## TASK GOAL
Repeat the entries below exactly. Begin with the first line and end with the line that contains "the flush collaborator".

[Saved data entries]
*** Block opens ***

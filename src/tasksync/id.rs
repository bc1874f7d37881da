//! # Entity Identity
//!
//! Every remote entity is addressed by an [`Id`] that takes one of two forms:
//!
//! - [`Id::Temp`]: a UUID generated on the client the moment an entity is built,
//!   before the server has ever seen it.
//! - [`Id::Permanent`]: the identifier the server issues once it accepts the
//!   creation command.
//!
//! Between those two moments both forms denote the same entity. The server
//! reports the pairing in its `temp_id_mapping`, which the flush collaborator
//! records in a shared [`TempIdMap`]. Identity checks go through that map
//! (see [`Id::same_entity`]) instead of comparing strings, so a cached record
//! still keyed by its temp id matches the server's echo keyed by the permanent
//! one.
//!
//! On the wire both forms are plain strings. Only the exact lowercase
//! hyphenated form a temp id displays as is read back as a temp id. Anything
//! else, including other spellings of a UUID, is a permanent id and keeps its
//! spelling.

use parking_lot::{RwLock, RwLockReadGuard};
use serde::de::{self, Visitor};
use serde::{Deserialize, Deserializer, Serialize, Serializer};
use std::collections::HashMap;
use std::fmt;
use std::str::FromStr;
use tracing::warn;
use uuid::Uuid;

#[derive(Debug, Clone, PartialEq, Eq, Hash)]
pub enum Id {
    Temp(Uuid),
    Permanent(String),
}

impl Id {
    /// A fresh temporary id.
    pub fn new_temp() -> Self {
        Id::Temp(Uuid::new_v4())
    }

    pub fn permanent(value: impl Into<String>) -> Self {
        Id::Permanent(value.into())
    }

    pub fn is_temporary(&self) -> bool {
        matches!(self, Id::Temp(_))
    }

    pub fn as_temp(&self) -> Option<Uuid> {
        match self {
            Id::Temp(uuid) => Some(*uuid),
            Id::Permanent(_) => None,
        }
    }

    fn from_wire(s: &str) -> Self {
        match Uuid::try_parse(s) {
            Ok(uuid) if uuid.hyphenated().to_string() == s => Id::Temp(uuid),
            _ => Id::Permanent(s.to_string()),
        }
    }

    /// Whether `self` and `other` denote the same logical entity, taking
    /// temp-to-permanent mappings into account.
    pub fn same_entity(&self, other: &Id, ids: &TempIdMap) -> bool {
        self == other || ids.matcher(self).matches(other)
    }
}

impl fmt::Display for Id {
    fn fmt(&self, f: &mut fmt::Formatter<'_>) -> fmt::Result {
        match self {
            Id::Temp(uuid) => write!(f, "{}", uuid.hyphenated()),
            Id::Permanent(value) => f.write_str(value),
        }
    }
}

impl FromStr for Id {
    type Err = std::convert::Infallible;

    fn from_str(s: &str) -> Result<Self, Self::Err> {
        Ok(Id::from_wire(s))
    }
}

impl From<Uuid> for Id {
    fn from(uuid: Uuid) -> Self {
        Id::Temp(uuid)
    }
}

impl Serialize for Id {
    fn serialize<S: Serializer>(&self, serializer: S) -> Result<S::Ok, S::Error> {
        serializer.collect_str(self)
    }
}

impl<'de> Deserialize<'de> for Id {
    fn deserialize<D: Deserializer<'de>>(deserializer: D) -> Result<Self, D::Error> {
        deserializer.deserialize_any(IdVisitor { permanent: false })
    }
}

/// Reads a `temp_id_mapping` table. Its values are issued by the server, so
/// they are permanent ids whatever they look like.
pub fn deserialize_mapping<'de, D: Deserializer<'de>>(
    deserializer: D,
) -> Result<HashMap<Uuid, Id>, D::Error> {
    struct PermanentId(Id);

    impl<'de> Deserialize<'de> for PermanentId {
        fn deserialize<D: Deserializer<'de>>(deserializer: D) -> Result<Self, D::Error> {
            deserializer
                .deserialize_any(IdVisitor { permanent: true })
                .map(PermanentId)
        }
    }

    let raw = HashMap::<Uuid, PermanentId>::deserialize(deserializer)?;
    Ok(raw.into_iter().map(|(temp, id)| (temp, id.0)).collect())
}

struct IdVisitor {
    permanent: bool,
}

impl Visitor<'_> for IdVisitor {
    type Value = Id;

    fn expecting(&self, f: &mut fmt::Formatter<'_>) -> fmt::Result {
        f.write_str("a string or integer id")
    }

    fn visit_str<E: de::Error>(self, v: &str) -> Result<Id, E> {
        if v.is_empty() {
            return Err(E::invalid_value(de::Unexpected::Str(v), &self));
        }
        if self.permanent {
            Ok(Id::Permanent(v.to_string()))
        } else {
            Ok(Id::from_wire(v))
        }
    }

    fn visit_u64<E: de::Error>(self, v: u64) -> Result<Id, E> {
        Ok(Id::Permanent(v.to_string()))
    }

    fn visit_i64<E: de::Error>(self, v: i64) -> Result<Id, E> {
        Ok(Id::Permanent(v.to_string()))
    }
}

/// Temp id to permanent id pairings reported by the server.
///
/// Shared between a client's cache and whatever applies sync responses, so
/// it sits behind a lock and is handed around as `Arc<TempIdMap>`.
#[derive(Debug, Default)]
pub struct TempIdMap {
    inner: RwLock<HashMap<Uuid, String>>,
}

impl TempIdMap {
    pub fn new() -> Self {
        Self::default()
    }

    /// Records that `temp` is now known to the server as `permanent`.
    /// Mapping a temp id onto another temp id is refused. Returns whether the
    /// pairing was recorded.
    pub fn insert(&self, temp: Uuid, permanent: &Id) -> bool {
        match permanent {
            Id::Permanent(value) => {
                self.inner.write().insert(temp, value.clone());
                true
            }
            Id::Temp(target) => {
                warn!(%temp, %target, "refusing to map a temp id onto another temp id");
                false
            }
        }
    }

    pub fn get(&self, temp: &Uuid) -> Option<Id> {
        self.inner.read().get(temp).cloned().map(Id::Permanent)
    }

    /// The most permanent form of `id` currently known.
    pub fn resolve(&self, id: &Id) -> Id {
        resolve_with(&self.inner.read(), id)
    }

    pub fn len(&self) -> usize {
        self.inner.read().len()
    }

    pub fn is_empty(&self) -> bool {
        self.inner.read().is_empty()
    }

    /// Resolves `id` once and holds a read lock for repeated comparisons,
    /// e.g. a linear scan over a cache.
    pub fn matcher(&self, id: &Id) -> IdMatcher<'_> {
        let guard = self.inner.read();
        let key = resolve_with(&guard, id);
        IdMatcher { guard, key }
    }
}

fn resolve_with(map: &HashMap<Uuid, String>, id: &Id) -> Id {
    match id {
        Id::Temp(uuid) => map
            .get(uuid)
            .map(|value| Id::Permanent(value.clone()))
            .unwrap_or_else(|| id.clone()),
        Id::Permanent(_) => id.clone(),
    }
}

pub struct IdMatcher<'a> {
    guard: RwLockReadGuard<'a, HashMap<Uuid, String>>,
    key: Id,
}

impl IdMatcher<'_> {
    pub fn matches(&self, other: &Id) -> bool {
        match other {
            Id::Temp(uuid) => match self.guard.get(uuid) {
                Some(value) => matches!(&self.key, Id::Permanent(key) if key == value),
                None => self.key == *other,
            },
            Id::Permanent(_) => self.key == *other,
        }
    }
}

/// Source of unique tokens for command idempotency keys.
pub trait TokenSource: Send + Sync {
    fn next_token(&self) -> Uuid;
}

/// Random v4 UUIDs. Collisions are negligible for a client's lifetime.
#[derive(Debug, Default, Clone, Copy)]
pub struct RandomTokens;

impl TokenSource for RandomTokens {
    fn next_token(&self) -> Uuid {
        Uuid::new_v4()
    }
}

#[cfg(test)]
mod tests {
    use super::*;

    #[test]
    fn temp_ids_are_distinct() {
        let a = Id::new_temp();
        let b = Id::new_temp();
        assert!(a.is_temporary());
        assert_ne!(a, b);
    }

    #[test]
    fn parses_uuid_as_temp_and_other_as_permanent() {
        let uuid = Uuid::new_v4();
        assert_eq!(uuid.to_string().parse::<Id>().unwrap(), Id::Temp(uuid));
        assert_eq!("2203306141".parse::<Id>().unwrap(), Id::permanent("2203306141"));
    }

    #[test]
    fn display_is_plain_string_for_both_forms() {
        let uuid = Uuid::new_v4();
        assert_eq!(Id::Temp(uuid).to_string(), uuid.hyphenated().to_string());
        assert_eq!(Id::permanent("42").to_string(), "42");
    }

    #[test]
    fn deserializes_strings_and_integers() {
        let from_int: Id = serde_json::from_str("7025").unwrap();
        assert_eq!(from_int, Id::permanent("7025"));
        let from_str: Id = serde_json::from_str("\"abc\"").unwrap();
        assert_eq!(from_str, Id::permanent("abc"));
        assert!(serde_json::from_str::<Id>("\"\"").is_err());
    }

    #[test]
    fn unmapped_temp_only_matches_itself() {
        let ids = TempIdMap::new();
        let temp = Id::new_temp();
        assert!(temp.same_entity(&temp, &ids));
        assert!(!temp.same_entity(&Id::new_temp(), &ids));
        assert!(!temp.same_entity(&Id::permanent("1"), &ids));
    }

    #[test]
    fn mapped_temp_matches_permanent_both_ways() {
        let ids = TempIdMap::new();
        let uuid = Uuid::new_v4();
        let temp = Id::Temp(uuid);
        let permanent = Id::permanent("99");
        ids.insert(uuid, &permanent);

        assert!(temp.same_entity(&permanent, &ids));
        assert!(permanent.same_entity(&temp, &ids));
        assert!(!temp.same_entity(&Id::permanent("100"), &ids));
        assert_eq!(ids.resolve(&temp), permanent);
    }

    #[test]
    fn insert_refuses_temp_targets() {
        let ids = TempIdMap::new();
        let temp = Uuid::new_v4();
        assert!(!ids.insert(temp, &Id::new_temp()));
        assert!(ids.is_empty());
        assert!(ids.insert(temp, &Id::permanent("7")));
        assert_eq!(ids.get(&temp), Some(Id::permanent("7")));
    }

    #[test]
    fn other_uuid_spellings_stay_permanent_and_round_trip() {
        for raw in [
            "0123456789abcdef0123456789abcdef",
            "A1B2C3D4-E5F6-4789-ABCD-0123456789AB",
            "{a1b2c3d4-e5f6-4789-abcd-0123456789ab}",
            "urn:uuid:a1b2c3d4-e5f6-4789-abcd-0123456789ab",
        ] {
            let id: Id = raw.parse().unwrap();
            assert_eq!(id, Id::permanent(raw));
            assert_eq!(id.to_string(), raw);

            let json: Id = serde_json::from_value(serde_json::json!(raw)).unwrap();
            assert_eq!(json.to_string(), raw);
        }
    }

    #[test]
    fn temp_id_display_round_trips() {
        let temp = Id::new_temp();
        assert_eq!(temp.to_string().parse::<Id>().unwrap(), temp);
    }

    #[test]
    fn mapping_values_are_always_permanent() {
        #[derive(Deserialize)]
        struct Wrapper {
            #[serde(deserialize_with = "deserialize_mapping")]
            mapping: HashMap<Uuid, Id>,
        }

        let temp = Uuid::new_v4();
        let server = Uuid::new_v4().hyphenated().to_string();
        let wrapper: Wrapper = serde_json::from_value(serde_json::json!({
            "mapping": { temp.to_string(): server }
        }))
        .unwrap();
        assert_eq!(wrapper.mapping[&temp], Id::Permanent(server));
    }
}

*** Block closes ***

## TASK OUTPUT
filename src/tasksync/id.rs
repository bc1874f7d37881da
//! # Entity Identity
//!
//! Every remote entity is addressed by an [`Id`] that takes one of two forms:
//!
//! - [`Id::Temp`]: a UUID generated on the client the moment an entity is built,
//!   before the server has ever seen it.
//! - [`Id::Permanent`]: the identifier the server issues once it accepts the
//!   creation command.
//!
//! Between those two moments both forms denote the same entity. The server
//! reports the pairing in its `temp_id_mapping`, which the flush collaborator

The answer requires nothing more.